Mérida nos recibe con lluvia, ya de noche, tras bajar del bus al que nos subimos en Izámal. Estamos desubicados, y el agua nos obliga coger un taxi para llegar hasta la casa de nuestra anfitriona. De pura suerte, pues el taxista tampoco lo tenía nada claro, paramos justo en la misma puerta. Por fin, algo sale bien. Y nos recibe «Flamenca», nuestra primera anfitriona de Couchsurfing. Flamenca, pseudónimo que usa en la aplicación, es una mujer algo mayor, que no se corresponde con la imagen que uno pueda tener de gente que abre su casa a otros sin conocerles. Es amable y dulce, y a pesar de que nos ofreció algo para cenar y asentar el cuerpo, nos acostamos pronto esa noche, sin apenas entablar conversación. El cansancio y la extraña sensación de estar invadiendo la intimidad ajena me hacen sentir incómoda. He llevado un mal día, el cansancio y el calor me hacen plantearme si realmente soy capaz de seguir el viaje, y empieza a resonar en mi cabeza una frase que me escucharé decir muchas veces: «este viaje debería haberlo hecho diez años antes». Hay cosas que cuestan.
Dormimos bien, y tras una ducha, el día se plantea mejor. Desayunamos charlando con Carmen, su verdadero nombre, y Jorge, su marido, nos organizamos el día y salimos a conocer la ciudad, una de las principales del país. Antes de salir de casa, nos enseñan cómo movernos por la ciudad con los buses, así que ya somos independientes para movernos a nuestro ritmo. Lo siguiente que hacemos es acercarnos a la oficina de Turismo, y tenemos la suerte de llegar justo a tiempo para sumarnos a una visita guiada por la plaza y sus monumentos, ofrecida como servicio de la Oficina Municipal.

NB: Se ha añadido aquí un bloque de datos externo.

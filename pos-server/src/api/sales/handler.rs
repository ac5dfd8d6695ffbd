//! Sales API Handlers

use axum::{
    Json,
    extract::{Query, State},
};
use serde::Deserialize;
use shared::models::{PaymentSplit, Sale};
use shared::util;

use crate::core::{Result, ServerState};

/// POST /api/sales 请求体
#[derive(Debug, Deserialize)]
pub struct FinalizeRequest {
    pub table_id: String,
    pub payment: PaymentSplit,
}

/// GET /api/sales 查询参数 (毫秒时间戳, 闭区间)
#[derive(Debug, Deserialize)]
pub struct SalesRange {
    #[serde(default)]
    pub from: i64,
    pub to: Option<i64>,
}

/// POST /api/sales - 结账: 把桌台挂单原子地转成销售记录
pub async fn finalize(
    State(state): State<ServerState>,
    Json(payload): Json<FinalizeRequest>,
) -> Result<Json<Sale>> {
    let sale = state
        .tables
        .finalize_order(&payload.table_id, payload.payment)
        .await?;
    Ok(Json(sale))
}

/// GET /api/sales?from=&to= - 按时间范围查询销售记录
pub async fn list(
    State(state): State<ServerState>,
    Query(range): Query<SalesRange>,
) -> Result<Json<Vec<Sale>>> {
    let to = range.to.unwrap_or_else(util::now_millis);
    Ok(Json(state.storage.list_sales_between(range.from, to)?))
}
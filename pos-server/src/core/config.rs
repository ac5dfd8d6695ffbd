/// 服务器配置 - POS 后端的所有配置项
///
/// # 环境变量
///
/// 所有配置项都可以通过环境变量覆盖：
///
/// | 环境变量 | 默认值 | 说明 |
/// |----------|--------|------|
/// | WORK_DIR | /var/lib/pos-server | 工作目录 |
/// | HTTP_PORT | 3000 | HTTP 服务端口 |
/// | ENVIRONMENT | development | 运行环境 |
/// | COMMIT_MAX_RETRIES | 5 | 结账提交最大重试次数 |
/// | COMMIT_BACKOFF_MS | 50 | 重试退避基准(毫秒) |
///
/// # 示例
///
/// ```ignore
/// WORK_DIR=/data/pos HTTP_PORT=8080 cargo run
/// ```
#[derive(Debug, Clone)]
pub struct Config {
    /// 工作目录，存储数据库和日志文件
    pub work_dir: String,
    /// HTTP API 服务端口
    pub http_port: u16,
    /// 运行环境: development | staging | production
    pub environment: String,
    /// 结账提交的最大重试次数
    pub commit_max_retries: u32,
    /// 重试退避基准时间 (毫秒)
    pub commit_backoff_ms: u64,
}

impl Config {
    /// 从环境变量加载配置
    ///
    /// 如果环境变量未设置，使用默认值
    pub fn from_env() -> Self {
        Self {
            work_dir: std::env::var("WORK_DIR").unwrap_or_else(|_| "/var/lib/pos-server".into()),
            http_port: std::env::var("HTTP_PORT")
                .ok()
                .and_then(|p| p.parse().ok())
                .unwrap_or(3000),
            environment: std::env::var("ENVIRONMENT").unwrap_or_else(|_| "development".into()),
            commit_max_retries: std::env::var("COMMIT_MAX_RETRIES")
                .ok()
                .and_then(|p| p.parse().ok())
                .unwrap_or(5),
            commit_backoff_ms: std::env::var("COMMIT_BACKOFF_MS")
                .ok()
                .and_then(|p| p.parse().ok())
                .unwrap_or(50),
        }
    }

    /// 使用自定义值覆盖部分配置
    ///
    /// 常用于测试场景
    pub fn with_overrides(work_dir: impl Into<String>, http_port: u16) -> Self {
        let mut config = Self::from_env();
        config.work_dir = work_dir.into();
        config.http_port = http_port;
        config
    }

    /// 数据库文件路径: work_dir/database/pos.redb
    pub fn database_path(&self) -> std::path::PathBuf {
        std::path::Path::new(&self.work_dir)
            .join("database")
            .join("pos.redb")
    }

    /// 日志目录: work_dir/logs
    pub fn log_dir(&self) -> std::path::PathBuf {
        std::path::Path::new(&self.work_dir).join("logs")
    }

    /// 确保工作目录结构存在
    pub fn ensure_work_dir_structure(&self) -> std::io::Result<()> {
        std::fs::create_dir_all(std::path::Path::new(&self.work_dir).join("database"))?;
        std::fs::create_dir_all(self.log_dir())?;
        Ok(())
    }

    /// 是否生产环境
    pub fn is_production(&self) -> bool {
        self.environment == "production"
    }

    /// 是否开发环境
    pub fn is_development(&self) -> bool {
        self.environment == "development"
    }
}

impl Default for Config {
    fn default() -> Self {
        Self::from_env()
    }
}
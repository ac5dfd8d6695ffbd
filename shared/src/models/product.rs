//! Product Model

use serde::{Deserialize, Serialize};

/// Product entity
///
/// Stock is only ever mutated by the sale commit engine (decrement on
/// a committed sale) or by the external inventory module. The category
/// is denormalized onto the product so line items can snapshot it.
#[derive(Debug, Clone, PartialEq, Serialize, Deserialize)]
pub struct Product {
    pub id: String,
    pub name: String,
    /// Category reference (String ID)
    pub category_id: String,
    pub category_name: String,
    /// Units on hand, never negative
    pub stock_quantity: u32,
    /// Cost price in cents
    pub cost_price: i64,
    /// Sale price in cents
    pub sale_price: i64,
}
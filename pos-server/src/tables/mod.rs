//! Table sessions
//!
//! The session manager is the single entry point for everything a
//! cashier does to a table before payment.

pub mod manager;

pub use manager::TableSessionManager;
//! Table API 模块
//!
//! 桌台生命周期和挂单编辑的全部 HTTP 入口。

mod handler;

use axum::{
    Router,
    routing::{get, post, put},
};

use crate::core::ServerState;

pub fn router() -> Router<ServerState> {
    Router::new().nest("/api/tables", routes())
}

fn routes() -> Router<ServerState> {
    Router::new()
        .route("/", get(handler::list).post(handler::create))
        .route("/{id}", put(handler::rename).delete(handler::delete))
        .route(
            "/{id}/order",
            get(handler::get_order).delete(handler::cancel_order),
        )
        .route("/{id}/order/items", post(handler::add_item))
        .route(
            "/{id}/order/items/{product_id}",
            put(handler::edit_item).delete(handler::remove_item),
        )
        .route("/{id}/check", get(handler::check_reservable))
}
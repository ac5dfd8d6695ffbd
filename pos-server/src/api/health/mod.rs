//! 健康检查路由
//!
//! # 路由列表
//!
//! | 路径 | 方法 | 说明 |
//! |------|------|------|
//! | /health | GET | 健康检查 |
//!
//! # 响应示例
//!
//! ```json
//! {
//!   "status": "ok",
//!   "version": "0.1.0",
//!   "database": "ok"
//! }
//! ```

use axum::{Json, Router, extract::State, routing::get};
use serde::Serialize;

use crate::core::ServerState;

/// 健康检查路由 - 公共路由
pub fn router() -> Router<ServerState> {
    Router::new().route("/health", get(health))
}

/// 健康检查响应
#[derive(Serialize)]
pub struct HealthResponse {
    /// 状态 (ok | error)
    status: &'static str,
    /// 版本号
    version: &'static str,
    /// 数据库检查 (ok | error)
    database: &'static str,
}

async fn health(State(state): State<ServerState>) -> Json<HealthResponse> {
    // A cheap read exercises the whole storage path
    let database = match state.storage.list_tables() {
        Ok(_) => "ok",
        Err(e) => {
            tracing::error!(error = %e, "Health check database probe failed");
            "error"
        }
    };

    Json(HealthResponse {
        status: if database == "ok" { "ok" } else { "error" },
        version: env!("CARGO_PKG_VERSION"),
        database,
    })
}
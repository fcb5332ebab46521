use thiserror::Error;

pub type EphemerisResult<T> = Result<T, EphemerisError>;

#[derive(Debug, Clone, PartialEq, Error)]
pub enum EphemerisError {
    /// A non-finite value reached an angle normalisation.
    #[error("Invalid argument: {message}")]
    InvalidArgument { message: String },

    #[error("Invalid observer: {message}")]
    InvalidObserver { message: String },
}

impl EphemerisError {
    pub fn invalid_argument(message: impl Into<String>) -> Self {
        Self::InvalidArgument {
            message: message.into(),
        }
    }

    pub fn invalid_observer(message: impl Into<String>) -> Self {
        Self::InvalidObserver {
            message: message.into(),
        }
    }
}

De este modo descubrimos que Mérida fue la primera ciudad fundada por los españoles en México y su catedral, la primera que se levantó en todo América. Que su nombre en maya significaba «cinco«, en referencia a las cinco grandes construcciones mayas que había cuando llegaron los conquistadores, a quienes impresionó tanto que la bautizaron Mérida, como la ciudad extremeña, por su monumentalidad. Y que, como siempre, se desmontó todo para reutilizarlo en la construcción de los nuevos edificios occidentales y cristianos, en cuyos sillares todavía se aprecian dibujos e inscripciones precolombinas.

Al terminar la visita nos animamos a ir a la razón de nuestro paso por la ciudad: el Gran Museo Maya, un edificio nuevo, monumental y desmesurado a las afueras de la ciudad, igual que el coste de su entrada (150 pesos). El museo se divide en diferentes áreas, que tratan de explicar la pervivencia maya en la población actual (un 30%) usos y costumbres, y un repaso histórico inverso, es decir, desde hoy hasta llegar a su momento de máximo esplendor, intentando no cerrar el estudio de lo maya a un contexto puramente arqueológico, sino abrirlo a un estudio sociológico, pues aún queda mucho rastro maya en la sociedad actual. La cultura maya como algo vivo y presente, no como una civilización perdida, un planteamiento que nos gusta. Otra cosa es el resultado del proyecto. Acaba siendo un reclamo para el turista extranjero que se acerca en «shuttle», sin contenido real y sin vinculación con la ciudad, desde la que es muy difícil acceder. Decepcionante, la verdad.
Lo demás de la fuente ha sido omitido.